前述したように、企業内弁護士の需要は高く、採用は簡単ではありません。
また、その他にも弁護士特有の事情が、さらに難易度を高くしています。
その事情を解説していきます。

企業内弁護士の年収相場が高水準である

採用においてまず重要となるのが、採用ターゲットの年収水準と提示年収の相場があっているかどうか、です。日本組織内弁護士協会が2024年に実施したアンケートによると、企業内弁護士の年収は以下のような状況となっています。

 

 

集計結果をみると、企業内弁護士の50%以上が年収1000万円以上となっており、またこの割合は年々増加しています。

上記を参考に、相場に合致する年収提示ができるのであれば、採用競争力の一定ある条件になるかと思われます。

 

しかしながら、既存の人事制度に照らし合わせると採用優位な報酬提示が難しいケースは多く存在します。そのような場合、例えば総合職採用とは別のスペシャリスト採用枠の設定や、弁護士対象の新たな手当等の設計などを検討する必要があるかもしれません。

 

また、採用目的にもよりますが、報酬水準が合致しやすい若手弁護士をターゲットに絞る事も一つの打ち手として考えられます。

報酬水準での訴求やターゲット変更が難しい場合は、働き方など別軸での動機づけが必要となります。

 

スキルを見極める事が難しい

採用頻度が少ないかつ専門職である事から、スキルセットの見極めが難しいと言う点が挙げられます。

例えば、コンプライアンスに強い人材を採用したい、といっても、どの法令に強い人材が望ましいのか、ルール作りから行うのか、育成研修をメインとするのか等によって、求められるスキル・経験は異なるでしょう。

 

採用時には、法務部門と採用部門とで求める人物像をすり合わせておく、初回面接には法務部門のトップが入る、等の対応が求められます。
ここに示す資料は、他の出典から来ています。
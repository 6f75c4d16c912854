use async_trait::async_trait;
use serde_json::Value;

use crate::client::{CreateGovCloudAccountRequest, DescribeCreateAccountStatusRequest};
use crate::error::Result;

/// 原始 API 错误（内部使用）
#[derive(Debug, Clone)]
pub(crate) struct RawApiError {
    /// 异常名（已剥离命名空间前缀）
    pub code: Option<String>,
    /// 原始错误消息
    pub message: String,
}

impl RawApiError {
    pub fn new(message: impl Into<String>) -> Self {
        Self {
            code: None,
            message: message.into(),
        }
    }

    pub fn with_code(code: impl Into<String>, message: impl Into<String>) -> Self {
        Self {
            code: Some(code.into()),
            message: message.into(),
        }
    }
}

/// 错误上下文信息（内部使用）
/// 用于在映射错误时提供额外信息
#[derive(Debug, Clone, Default)]
pub(crate) struct ErrorContext {
    /// 创建请求 ID（用于 `RequestNotFound` 等错误）
    pub request_id: Option<String>,
}

/// AWS Organizations 操作接口
///
/// The seam between the provisioning adapter and the concrete client. Both
/// operations return the provider's raw response envelope untouched; key-casing
/// normalization happens downstream, over the whole tree.
#[async_trait]
pub trait OrganizationsApi: Send + Sync {
    /// 提交 GovCloud 账号创建请求
    async fn create_gov_cloud_account(
        &self,
        request: &CreateGovCloudAccountRequest,
    ) -> Result<Value>;

    /// 查询账号创建请求的当前状态
    async fn describe_create_account_status(
        &self,
        request: &DescribeCreateAccountStatusRequest,
    ) -> Result<Value>;
}
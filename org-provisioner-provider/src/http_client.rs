//! Generic HTTP client tools
//!
//! Reusable HTTP request processing shared by the API client: sending requests,
//! logging, status classification, and transparent retries for transient errors.
//! Signing stays with the caller, which constructs the `RequestBuilder` itself.

use reqwest::{Client, RequestBuilder};
use serde::de::DeserializeOwned;
use std::time::Duration;

use crate::error::OrganizationsError;
use crate::utils::log_sanitizer::truncate_for_log;

/// 默认连接超时（秒）
const DEFAULT_CONNECT_TIMEOUT_SECS: u64 = 10;
/// 默认请求超时（秒）
const DEFAULT_REQUEST_TIMEOUT_SECS: u64 = 30;

/// 创建带超时配置的 HTTP Client
pub(crate) fn create_http_client() -> Client {
    Client::builder()
        .connect_timeout(Duration::from_secs(DEFAULT_CONNECT_TIMEOUT_SECS))
        .timeout(Duration::from_secs(DEFAULT_REQUEST_TIMEOUT_SECS))
        .build()
        .expect("Failed to create HTTP client")
}

/// HTTP tool function set
pub struct HttpUtils;

impl HttpUtils {
    /// Performs an HTTP request and returns response text
    ///
    /// Unified processing: sending requests, logging, error handling
    ///
    /// # Arguments
    /// * `request_builder` - configured request constructor (including URL, headers, body, etc.)
    /// * `service_name` - service name (for logging)
    /// * `method_name` - request method name (such as "GET", "POST", used for logs)
    /// * `url_or_action` - URL or Action name (for logging)
    ///
    /// # Returns
    /// * `Ok((status_code, response_text))` - returns status code and response text on success
    /// * `Err(OrganizationsError::NetworkError)` - Network error
    pub async fn execute_request(
        request_builder: RequestBuilder,
        service_name: &str,
        method_name: &str,
        url_or_action: &str,
    ) -> Result<(u16, String), OrganizationsError> {
        log::debug!("[{service_name}] {method_name} {url_or_action}");

        // Send request
        let response = request_builder.send().await.map_err(|e| {
            if e.is_timeout() {
                OrganizationsError::Timeout {
                    detail: e.to_string(),
                }
            } else {
                OrganizationsError::NetworkError {
                    detail: e.to_string(),
                }
            }
        })?;

        let status_code = response.status().as_u16();
        log::debug!("[{service_name}] Response Status: {status_code}");

        // Extract Retry-After header (before consuming response body)
        let retry_after = response
            .headers()
            .get("retry-after")
            .and_then(|v| v.to_str().ok())
            .and_then(|v| v.parse::<u64>().ok());

        // Returns RateLimited error for HTTP 429
        if status_code == 429 {
            let body = response.text().await.unwrap_or_default();
            log::warn!("[{service_name}] Rate limited (HTTP 429), retry_after={retry_after:?}");
            return Err(OrganizationsError::RateLimited {
                retry_after,
                raw_message: Some(body),
            });
        }

        // Return NetworkError for 502/503/504 (can be retried)
        if matches!(status_code, 502..=504) {
            let body = response.text().await.unwrap_or_default();
            log::warn!("[{service_name}] Server error (HTTP {status_code})");
            return Err(OrganizationsError::NetworkError {
                detail: format!("HTTP {status_code}: {body}"),
            });
        }

        // Read response body
        let response_text = response
            .text()
            .await
            .map_err(|e| OrganizationsError::NetworkError {
                detail: format!("Failed to read response body: {e}"),
            })?;

        log::debug!(
            "[{service_name}] Response Body: {}",
            truncate_for_log(&response_text)
        );

        Ok((status_code, response_text))
    }

    /// Parse JSON response
    ///
    /// # Type Parameters
    /// * `T` - target type
    ///
    /// # Arguments
    /// * `response_text` - JSON text
    /// * `service_name` - service name (used for error messages)
    ///
    /// # Returns
    /// * `Ok(T)` - successfully parsed
    /// * `Err(OrganizationsError::ParseError)` - parsing failed
    pub fn parse_json<T>(response_text: &str, service_name: &str) -> Result<T, OrganizationsError>
    where
        T: DeserializeOwned,
    {
        serde_json::from_str(response_text).map_err(|e| {
            log::error!("[{service_name}] JSON parse failed: {e}");
            log::error!(
                "[{service_name}] Raw response: {}",
                truncate_for_log(response_text)
            );
            OrganizationsError::ParseError {
                detail: e.to_string(),
            }
        })
    }

    /// Performs an HTTP request and returns response text (with retries)
    ///
    /// Automatically retry network errors, using an exponential backoff strategy.
    ///
    /// # Arguments
    /// * `request_builder` - configured request constructor
    /// * `service_name` - service name
    /// * `method_name` - request method name
    /// * `url_or_action` - URL or Action name
    /// * `max_retries` - Maximum number of retries (0 means no retries)
    ///
    /// # Returns
    /// * `Ok((status_code, response_text))` - returns status code and response text on success
    /// * `Err(OrganizationsError)` - the last error returned after all retries have failed
    ///
    /// # Retry strategy
    /// - Only transient errors are retried (`NetworkError`, `Timeout`, `RateLimited`)
    /// - Exponential backoff: 100ms, 200ms, 400ms, 800ms, ... (maximum 10 seconds)
    /// - Business errors (authentication failure, constraint violations, etc.) will not be retried
    pub async fn execute_request_with_retry(
        request_builder: RequestBuilder,
        service_name: &str,
        method_name: &str,
        url_or_action: &str,
        max_retries: u32,
    ) -> Result<(u16, String), OrganizationsError> {
        if max_retries == 0 {
            // Do not retry, execute directly
            return Self::execute_request(request_builder, service_name, method_name, url_or_action)
                .await;
        }

        let mut last_error = None;

        for attempt in 0..=max_retries {
            // Clone the request (RequestBuilder can only be used once)
            let Some(req) = request_builder.try_clone() else {
                // Unable to clone (usually caused by body stream), fallback to not retrying
                log::warn!("[{service_name}] Cannot clone request, disabling retry");
                return Self::execute_request(
                    request_builder,
                    service_name,
                    method_name,
                    url_or_action,
                )
                .await;
            };

            match Self::execute_request(req, service_name, method_name, url_or_action).await {
                Ok(resp) => return Ok(resp),
                Err(e) if attempt < max_retries && is_retryable(&e) => {
                    let delay = retry_delay(&e, attempt);
                    log::warn!(
                        "[{}] Request failed (attempt {}/{}), retrying in {:.1}s: {}",
                        service_name,
                        attempt + 1,
                        max_retries,
                        delay.as_secs_f32(),
                        e
                    );
                    tokio::time::sleep(delay).await;
                    last_error = Some(e);
                }
                Err(e) => return Err(e),
            }
        }

        Err(last_error.unwrap_or_else(|| OrganizationsError::NetworkError {
            detail: "All retries exhausted with no error captured".to_string(),
        }))
    }
}

/// Determine whether the error can be retried
///
/// Network errors, timeouts and throttling are worth retrying; API business
/// errors (bad credentials, constraint violations, unknown request ids) are not.
fn is_retryable(error: &OrganizationsError) -> bool {
    matches!(
        error,
        OrganizationsError::NetworkError { .. }
            | OrganizationsError::Timeout { .. }
            | OrganizationsError::RateLimited { .. }
    )
}

/// Calculate retry delay
///
/// Use this value (capped at 30s) when the error is `RateLimited` and contains `retry_after`.
/// Otherwise exponential backoff is used.
fn retry_delay(error: &OrganizationsError, attempt: u32) -> Duration {
    if let OrganizationsError::RateLimited {
        retry_after: Some(secs),
        ..
    } = error
    {
        Duration::from_secs((*secs).min(30))
    } else {
        backoff_delay(attempt)
    }
}

/// Calculate exponential backoff delay
///
/// Backoff strategy: 100ms, 200ms, 400ms, 800ms, 1.6s, ...
/// Maximum delay limit is 10 seconds
fn backoff_delay(attempt: u32) -> Duration {
    let capped_attempt = attempt.min(20); // Prevent 2^attempt from overflowing
    let delay_ms = 100_u64.saturating_mul(1_u64 << capped_attempt);
    let delay_ms = delay_ms.min(10_000); // Maximum 10 seconds
    Duration::from_millis(delay_ms)
}

#[cfg(test)]
mod tests {
    use super::*;
    use crate::error::OrganizationsError;
    use std::time::Duration;

    // ---- is_retryable ----

    #[test]
    fn retryable_network_error() {
        let e = OrganizationsError::NetworkError { detail: "err".into() };
        assert!(is_retryable(&e));
    }

    #[test]
    fn retryable_timeout() {
        let e = OrganizationsError::Timeout { detail: "err".into() };
        assert!(is_retryable(&e));
    }

    #[test]
    fn retryable_rate_limited() {
        let e = OrganizationsError::RateLimited {
            retry_after: None,
            raw_message: None,
        };
        assert!(is_retryable(&e));
    }

    #[test]
    fn not_retryable_auth_error() {
        let e = OrganizationsError::InvalidCredentials { raw_message: None };
        assert!(!is_retryable(&e));
    }

    #[test]
    fn not_retryable_request_not_found() {
        let e = OrganizationsError::RequestNotFound {
            request_id: "car-1".into(),
            raw_message: None,
        };
        assert!(!is_retryable(&e));
    }

    #[test]
    fn not_retryable_constraint_violation() {
        let e = OrganizationsError::ConstraintViolation { raw_message: None };
        assert!(!is_retryable(&e));
    }

    #[test]
    fn not_retryable_parse_error() {
        let e = OrganizationsError::ParseError { detail: "err".into() };
        assert!(!is_retryable(&e));
    }

    // ---- retry_delay ----

    #[test]
    fn retry_delay_uses_retry_after() {
        let e = OrganizationsError::RateLimited {
            retry_after: Some(5),
            raw_message: None,
        };
        assert_eq!(retry_delay(&e, 0), Duration::from_secs(5));
    }

    #[test]
    fn retry_delay_caps_retry_after_at_30s() {
        let e = OrganizationsError::RateLimited {
            retry_after: Some(600),
            raw_message: None,
        };
        assert_eq!(retry_delay(&e, 0), Duration::from_secs(30));
    }

    // ---- backoff_delay ----

    #[test]
    fn backoff_attempt_0() {
        assert_eq!(backoff_delay(0), Duration::from_millis(100));
    }

    #[test]
    fn backoff_attempt_1() {
        assert_eq!(backoff_delay(1), Duration::from_millis(200));
    }

    #[test]
    fn backoff_attempt_2() {
        assert_eq!(backoff_delay(2), Duration::from_millis(400));
    }

    #[test]
    fn backoff_attempt_3() {
        assert_eq!(backoff_delay(3), Duration::from_millis(800));
    }

    #[test]
    fn backoff_capped_at_10s() {
        // attempt 7: 100 * 2^7 = 12800ms, capped to 10000ms
        assert_eq!(backoff_delay(7), Duration::from_millis(10_000));
    }

    // ---- parse_json ----

    #[test]
    fn parse_json_valid() {
        #[derive(serde::Deserialize, Debug, PartialEq)]
        struct Foo {
            x: i32,
        }
        let result: Result<Foo, OrganizationsError> =
            HttpUtils::parse_json(r#"{"x":42}"#, "organizations");
        assert!(
            matches!(&result, Ok(Foo { x: 42 })),
            "unexpected parse result: {result:?}"
        );
    }

    #[test]
    fn parse_json_invalid() {
        #[derive(serde::Deserialize, Debug)]
        #[allow(dead_code)]
        struct Foo {
            x: i32,
        }
        let result: Result<Foo, OrganizationsError> =
            HttpUtils::parse_json("not json", "organizations");
        assert!(
            matches!(&result, Err(OrganizationsError::ParseError { .. })),
            "unexpected parse result: {result:?}"
        );
    }
}
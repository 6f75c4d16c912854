//! AWS Organizations API 客户端

mod error;
mod http;
mod sign;
mod types;

use async_trait::async_trait;
use reqwest::Client;
use serde_json::Value;

use crate::credentials::{Credentials, region_from_env};
use crate::error::Result;
use crate::http_client::create_http_client;
use crate::traits::{ErrorContext, OrganizationsApi};
use crate::utils::log_sanitizer::mask_key_id;

pub use types::{
    AccountState, CreateGovCloudAccountRequest, DescribeCreateAccountStatusRequest, Tag,
};

pub(crate) const ORGANIZATIONS_SERVICE: &str = "organizations";
/// JSON 1.1 协议的 `X-Amz-Target` 前缀
pub(crate) const ORGANIZATIONS_TARGET_PREFIX: &str = "AWSOrganizationsV20161128";
/// GovCloud 账号通过商业分区的管理端点创建，默认走 us-east-1
pub(crate) const DEFAULT_REGION: &str = "us-east-1";

/// AWS Organizations 客户端
pub struct OrganizationsClient {
    pub(crate) client: Client,
    pub(crate) credentials: Credentials,
    pub(crate) region: String,
    pub(crate) max_retries: u32,
}

/// Organizations 客户端 Builder
pub struct OrganizationsClientBuilder {
    credentials: Credentials,
    region: String,
    max_retries: u32,
}

impl OrganizationsClientBuilder {
    fn new(credentials: Credentials) -> Self {
        Self {
            credentials,
            region: DEFAULT_REGION.to_string(),
            max_retries: 2,
        }
    }

    pub fn region(mut self, region: impl Into<String>) -> Self {
        self.region = region.into();
        self
    }

    pub fn max_retries(mut self, retries: u32) -> Self {
        self.max_retries = retries;
        self
    }

    pub fn build(self) -> OrganizationsClient {
        OrganizationsClient {
            client: create_http_client(),
            credentials: self.credentials,
            region: self.region,
            max_retries: self.max_retries,
        }
    }
}

impl OrganizationsClient {
    pub fn new(credentials: Credentials) -> Self {
        Self::builder(credentials).build()
    }

    pub fn builder(credentials: Credentials) -> OrganizationsClientBuilder {
        OrganizationsClientBuilder::new(credentials)
    }

    /// 从环境变量构建客户端，缺少凭证时返回 `None`
    ///
    /// 读取 `AWS_ACCESS_KEY_ID` / `AWS_SECRET_ACCESS_KEY`（可选
    /// `AWS_SESSION_TOKEN`）和 `AWS_REGION` / `AWS_DEFAULT_REGION`。
    #[must_use]
    pub fn from_env() -> Option<Self> {
        let credentials = Credentials::from_env()?;
        let region = region_from_env(DEFAULT_REGION);
        log::debug!(
            "Using access key {} in region {region}",
            mask_key_id(&credentials.access_key_id)
        );
        Some(Self::builder(credentials).region(region).build())
    }

    /// API 端点主机名
    pub(crate) fn host(&self) -> String {
        format!("{ORGANIZATIONS_SERVICE}.{}.amazonaws.com", self.region)
    }
}

#[async_trait]
impl OrganizationsApi for OrganizationsClient {
    async fn create_gov_cloud_account(
        &self,
        request: &CreateGovCloudAccountRequest,
    ) -> Result<Value> {
        self.request("CreateGovCloudAccount", request, ErrorContext::default())
            .await
    }

    async fn describe_create_account_status(
        &self,
        request: &DescribeCreateAccountStatusRequest,
    ) -> Result<Value> {
        self.request(
            "DescribeCreateAccountStatus",
            request,
            ErrorContext {
                request_id: Some(request.create_account_request_id.clone()),
            },
        )
        .await
    }
}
採用担当者が全てを理解している必要はありませんが、法務部と円滑なコミュニケーションを行える水準の業務理解があると、より良い採用活動に繋がると思われます。

 

弁護士特有の傾向に対する理解が薄い

弁護士は企業でキャリアを歩んできた方と異なる部分が多く、その点を採用担当者が理解しているかどうかで、選考対応などが異なってきます。

 

例えば、弁護士は司法試験合格後、80%以上がファーストキャリアで法律事務所を選択しており、企業内弁護士は全体のわずか3%台となっています。

法律事務所の選考を受けた経験はあっても、企業面接に慣れていない方は多いと言えるでしょう。

 

上記のような傾向を踏まえ、面接での質問項目を整理する事も肝要かと思われます。

また、事務所所属の弁護士は、業務委託で執務している事が殆どです。

その為、企業内弁護士として雇用される事で、保険負担や福利厚生まわりの条件が好転するケースが多く、事務所所属で得ている報酬額より下がったとしても、可処分所得が増える事があります。

 

また拘束時間の違いから、1時間あたりの報酬額に換算すると企業内弁護士の方が良いという事もあります。このように、弁護士特有の傾向などを把握する事で、選考の進め方や訴求ポイントの見直しが可能です。